- Supplied entries -
[Start of section]
//! Robot scheduler: the per-tick turn barrier.
//!
//! Every running robot is a long-lived worker thread with a single-slot
//! inbox (the wake-up carrying its view) and a single-slot outbox (its
//! command). The driver is the only writer to inboxes and the only reader of
//! outboxes.
//!
//! Each tick the scheduler:
//!
//! 1. Takes the tick's wake order, a uniformly random permutation drawn by
//!    the driver
//! 2. Wakes robots in that order, serially or all at once per
//!    [`WakePolicy`]
//! 3. Waits for each reply until the robot's deadline; a robot that misses
//!    it is skipped for the tick
//!
//! A robot still busy with an earlier tick is given one budget to finish
//! before it is woken again; otherwise it is skipped without a wake-up and
//! the events in its view go back on its queue. Panics inside robot code are
//! caught on the worker and turned into an empty command.

use std::panic::{catch_unwind, AssertUnwindSafe};
use std::thread::{self, JoinHandle};
use std::time::{Duration, Instant};

use crossbeam_channel::{bounded, Receiver, RecvTimeoutError, Sender, TrySendError};
use rand::seq::SliceRandom;
use rand::Rng;
use tracing::{debug, warn};

use crate::command::RobotCommand;
use crate::config::{TimeBudget, WakePolicy};
use crate::entity::{RobotConsole, RobotId};
use crate::error::{panic_message, BattleError};
use crate::program::{RobotEvent, RobotProgram, RobotView};
use crate::registry::Registry;
use crate::resolver::TurnInput;

/// How long stopped workers get to exit before they are abandoned.
pub const WORKER_JOIN_TIMEOUT: Duration = Duration::from_secs(1);

// =============================================================================
// Worker
// =============================================================================

struct WakeUp {
    tick: u64,
    view: RobotView,
}

struct Reply {
    tick: u64,
    command: RobotCommand,
}

struct RobotWorker {
    name: String,
    inbox: Sender<WakeUp>,
    outbox: Receiver<Reply>,
    pending: Option<u64>,
    first_turn: bool,
    handle: JoinHandle<()>,
}

fn worker_loop(
    mut program: Box<dyn RobotProgram>,
    console: RobotConsole,
    inbox: &Receiver<WakeUp>,
    outbox: &Sender<Reply>,
) {
    for WakeUp { tick, view } in inbox {
        let command = match catch_unwind(AssertUnwindSafe(|| program.run(&view, &console))) {
            Ok(command) => command,
            Err(payload) => {
                console.println(format!(
                    "SYSTEM: An error occurred during the turn: {}",
                    panic_message(payload.as_ref())
                ));
                RobotCommand::default()
            }
        };
        if outbox.send(Reply { tick, command }).is_err() {
            break;
        }
    }
}

/// Result of one robot's turn.
#[derive(Debug, Clone, PartialEq)]
pub enum TurnOutcome {
    /// Command delivered within the budget.
    Answered(RobotCommand),
    /// Budget exceeded, or still busy with an earlier tick.
    Skipped,
    /// Dead or not running; nothing was woken.
    Idle,
}

// =============================================================================
// Scheduler
// =============================================================================

/// Drives robot workers through the turn barrier.
pub struct Scheduler {
    budget: TimeBudget,
    parallelism: usize,
    workers: Vec<Option<RobotWorker>>,
}

impl std::fmt::Debug for Scheduler {
    fn fmt(&self, f: &mut std::fmt::Formatter<'_>) -> std::fmt::Result {
        f.debug_struct("Scheduler")
            .field("budget", &self.budget)
            .field("parallelism", &self.parallelism)
            .field("running", &self.running_count())
            .finish()
    }
}

impl Scheduler {
    /// Creates a scheduler using the machine's available parallelism.
    #[must_use]
    pub fn new(budget: TimeBudget) -> Self {
        let parallelism = thread::available_parallelism().map_or(1, std::num::NonZeroUsize::get);
        Self::with_parallelism(budget, parallelism)
    }

    /// Creates a scheduler assuming `parallelism` execution units.
    #[must_use]
    pub fn with_parallelism(budget: TimeBudget, parallelism: usize) -> Self {
        Self {
            budget,
            parallelism: parallelism.max(1),
            workers: Vec::new(),
        }
    }

    /// A uniformly random permutation of `count` robots.
    pub fn wake_order<R: Rng + ?Sized>(count: usize, rng: &mut R) -> Vec<RobotId> {
        let mut order: Vec<RobotId> = (0..count).map(RobotId::new).collect();
        order.shuffle(rng);
        order
    }

    /// Robots per execution unit, at least 1.
    #[must_use]
    pub fn contention_factor(&self, robots: usize) -> f64 {
        #[allow(clippy::cast_precision_loss)]
        let factor = robots as f64 / self.parallelism as f64;
        factor.max(1.0)
    }

    /// Wait allowed for one robot this tick.
    #[must_use]
    pub fn robot_budget(&self, first_turn: bool, robots: usize) -> Duration {
        let base = if first_turn {
            self.budget.startup_budget()
        } else {
            self.budget.turn_budget()
        };
        match self.budget.policy {
            WakePolicy::Serial => base,
            WakePolicy::Parallel => base.div_f64(self.contention_factor(robots)),
        }
    }

    /// Starts a worker thread running `program` for robot `id`.
    ///
    /// # Errors
    ///
    /// Returns [`BattleError::Spawn`] if the thread cannot be created.
    pub fn start_robot(
        &mut self,
        id: RobotId,
        name: &str,
        program: Box<dyn RobotProgram>,
        console: RobotConsole,
    ) -> Result<(), BattleError> {
        let (inbox_tx, inbox_rx) = bounded::<WakeUp>(1);
        let (outbox_tx, outbox_rx) = bounded::<Reply>(1);
        let handle = thread::Builder::new()
            .name(format!("robot-{}", id.index()))
            .spawn(move || worker_loop(program, console, &inbox_rx, &outbox_tx))
            .map_err(|source| BattleError::Spawn {
                what: "robot",
                source,
            })?;

        if self.workers.len() <= id.index() {
            self.workers.resize_with(id.index() + 1, || None);
        }
        self.workers[id.index()] = Some(RobotWorker {
            name: name.to_string(),
            inbox: inbox_tx,
            outbox: outbox_rx,
            pending: None,
            first_turn: true,
            handle,
        });
        Ok(())
    }

    /// True when a worker is running for `id`.
    #[must_use]
    pub fn is_started(&self, id: RobotId) -> bool {
        self.workers.get(id.index()).is_some_and(Option::is_some)
    }

    /// Number of running workers.
    #[must_use]
    pub fn running_count(&self) -> usize {
        self.workers.iter().flatten().count()
    }

    /// Waits for a reply to `tick` until `deadline`, discarding replies to
    /// earlier ticks.
    fn await_reply(worker: &mut RobotWorker, tick: u64, deadline: Instant) -> Option<RobotCommand> {
        loop {
            match worker.outbox.recv_deadline(deadline) {
                Ok(reply) if reply.tick == tick => {
                    worker.pending = None;
                    return Some(reply.command);
                }
                Ok(_) => {}
                Err(RecvTimeoutError::Timeout) => return None,
                Err(RecvTimeoutError::Disconnected) => {
                    worker.pending = None;
                    return None;
                }
            }
        }
    }

    /// Lets a worker still busy with an earlier tick finish. Returns `true`
    /// when the worker is free to be woken.
    fn settle(worker: &mut RobotWorker, budget: Duration) -> bool {
        let Some(stale) = worker.pending else {
            return true;
        };
        match worker.outbox.recv_timeout(budget) {
            Ok(_) | Err(RecvTimeoutError::Disconnected) => {
                debug!(robot = %worker.name, stale, "discarded late command");
                worker.pending = None;
                true
            }
            Err(RecvTimeoutError::Timeout) => false,
        }
    }

    /// Hands `view` to the worker. The view comes back when the inbox is
    /// unavailable.
    fn wake(worker: &mut RobotWorker, tick: u64, view: RobotView) -> Result<(), RobotView> {
        match worker.inbox.try_send(WakeUp { tick, view }) {
            Ok(()) => {
                worker.pending = Some(tick);
                worker.first_turn = false;
                Ok(())
            }
            Err(TrySendError::Full(wake_up) | TrySendError::Disconnected(wake_up)) => {
                Err(wake_up.view)
            }
        }
    }

    /// Runs the turn barrier for one tick.
    ///
    /// Robots are woken in `wake_order`; `views` holds one view per robot
    /// index. Commands of robots that answered in time are written into
    /// `input.commands` and skips are recorded on the robots. Events in the
    /// views of robots that were not woken are queued again.
    pub fn collect(
        &mut self,
        input: &mut TurnInput,
        wake_order: &[RobotId],
        views: Vec<RobotView>,
        registry: &mut Registry,
    ) -> Vec<(RobotId, TurnOutcome)> {
        let robots = registry.robots().len();
        let tick = input.time;
        input.commands = vec![None; robots];
        let mut views: Vec<Option<RobotView>> = views.into_iter().map(Some).collect();
        let mut outcomes = Vec::with_capacity(wake_order.len());

        match self.budget.policy {
            WakePolicy::Serial => {
                for &id in wake_order {
                    let outcome = self.turn(id, tick, &mut views, registry, robots);
                    outcomes.push((id, outcome));
                }
            }
            WakePolicy::Parallel => {
                let mut woken = Vec::new();
                for &id in wake_order {
                    match self.wake_one(id, tick, &mut views, registry, robots) {
                        Some(deadline) => woken.push((id, deadline)),
                        None if self.eligible(id, registry) => {
                            outcomes.push((id, TurnOutcome::Skipped));
                        }
                        None => outcomes.push((id, TurnOutcome::Idle)),
                    }
                }
                for (id, deadline) in woken {
                    let outcome = self.finish_one(id, tick, deadline);
                    outcomes.push((id, outcome));
                }
            }
        }

        for (index, view) in views.into_iter().enumerate() {
            if let Some(view) = view {
                requeue_events(registry, RobotId::new(index), view);
            }
        }

        for (id, outcome) in &outcomes {
            match outcome {
                TurnOutcome::Answered(command) => {
                    registry.robot_mut(*id).record_answer();
                    input.commands[id.index()] = Some(command.clone());
                }
                TurnOutcome::Skipped => {
                    let robot = registry.robot_mut(*id);
                    robot.record_skip();
                    robot.add_event(RobotEvent::SkippedTurn { time: tick });
                    robot.println(format!("SYSTEM: {} skipped turn {tick}", robot.name()));
                    warn!(
                        robot = %robot.name(),
                        tick,
                        skipped = robot.skipped_turns(),
                        "robot skipped turn"
                    );
                }
                TurnOutcome::Idle => {}
            }
        }
        outcomes
    }

    fn eligible(&self, id: RobotId, registry: &Registry) -> bool {
        registry
            .get(id)
            .is_some_and(|r| r.is_alive() && !r.is_halted())
            && self.is_started(id)
    }

    /// Wakes one robot. Returns its reply deadline, or `None` if it was not
    /// woken.
    fn wake_one(
        &mut self,
        id: RobotId,
        tick: u64,
        views: &mut [Option<RobotView>],
        registry: &Registry,
        robots: usize,
    ) -> Option<Instant> {
        if !self.eligible(id, registry) {
            return None;
        }
        let startup_budget = self.robot_budget(true, robots);
        let turn_budget = self.robot_budget(false, robots);
        let worker = self.workers[id.index()].as_mut()?;
        if !Self::settle(worker, turn_budget) {
            return None;
        }
        let budget = if worker.first_turn {
            startup_budget
        } else {
            turn_budget
        };
        let slot = views.get_mut(id.index())?;
        let view = slot.take()?;
        match Self::wake(worker, tick, view) {
            Ok(()) => Some(Instant::now() + budget),
            Err(view) => {
                *slot = Some(view);
                None
            }
        }
    }

    fn finish_one(&mut self, id: RobotId, tick: u64, deadline: Instant) -> TurnOutcome {
        let Some(worker) = self.workers.get_mut(id.index()).and_then(Option::as_mut) else {
            return TurnOutcome::Skipped;
        };
        match Self::await_reply(worker, tick, deadline) {
            Some(command) => TurnOutcome::Answered(command),
            None => TurnOutcome::Skipped,
        }
    }

    fn turn(
        &mut self,
        id: RobotId,
        tick: u64,
        views: &mut [Option<RobotView>],
        registry: &Registry,
        robots: usize,
    ) -> TurnOutcome {
        if !self.eligible(id, registry) {
            return TurnOutcome::Idle;
        }
        match self.wake_one(id, tick, views, registry, robots) {
            Some(deadline) => self.finish_one(id, tick, deadline),
            None => TurnOutcome::Skipped,
        }
    }

    /// Stops every worker, waiting a bounded time for them to exit.
    ///
    /// Returns the number of workers abandoned because they did not stop.
    pub fn stop_all(&mut self) -> usize {
        let handles: Vec<(String, JoinHandle<()>)> = self
            .workers
            .drain(..)
            .flatten()
            .map(|worker| (worker.name, worker.handle))
            .collect();
        join_with_timeout(handles, WORKER_JOIN_TIMEOUT)
    }
}

impl Drop for Scheduler {
    fn drop(&mut self) {
        self.stop_all();
    }
}

/// Puts the events of an undelivered view back on the robot's queue. The
/// status event is rebuilt every tick and is dropped.
fn requeue_events(registry: &mut Registry, id: RobotId, view: RobotView) {
    let events: Vec<RobotEvent> = view
        .events
        .into_iter()
        .filter(|event| !matches!(event, RobotEvent::Status(_)))
        .collect();
    if !events.is_empty() {
        registry.robot_mut(id).restore_events(events);
    }
}

/// Joins threads until `timeout` runs out; the rest are detached.
///
/// Returns the number of threads abandoned.
pub(crate) fn join_with_timeout(
    handles: Vec<(String, JoinHandle<()>)>,
    timeout: Duration,
) -> usize {
    let deadline = Instant::now() + timeout;
    let mut pending = handles;
    while !pending.is_empty() && Instant::now() < deadline {
        let (finished, running): (Vec<_>, Vec<_>) =
            pending.into_iter().partition(|(_, handle)| handle.is_finished());
        for (name, handle) in finished {
            if handle.join().is_err() {
                warn!(thread = %name, "thread panicked during shutdown");
            }
        }
        pending = running;
        if !pending.is_empty() {
            thread::sleep(Duration::from_millis(1));
        }
    }
    for (name, _) in &pending {
        warn!(thread = %name, "thread did not stop in time; abandoning it");
    }
    pending.len()
}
[End of section]
- What you have to do -
Please report all lines in the entries where "barrier" appears.

- The completed task -
//! Robot scheduler: the per-tick turn barrier.
/// Drives robot workers through the turn barrier.
    /// Runs the turn barrier for one tick.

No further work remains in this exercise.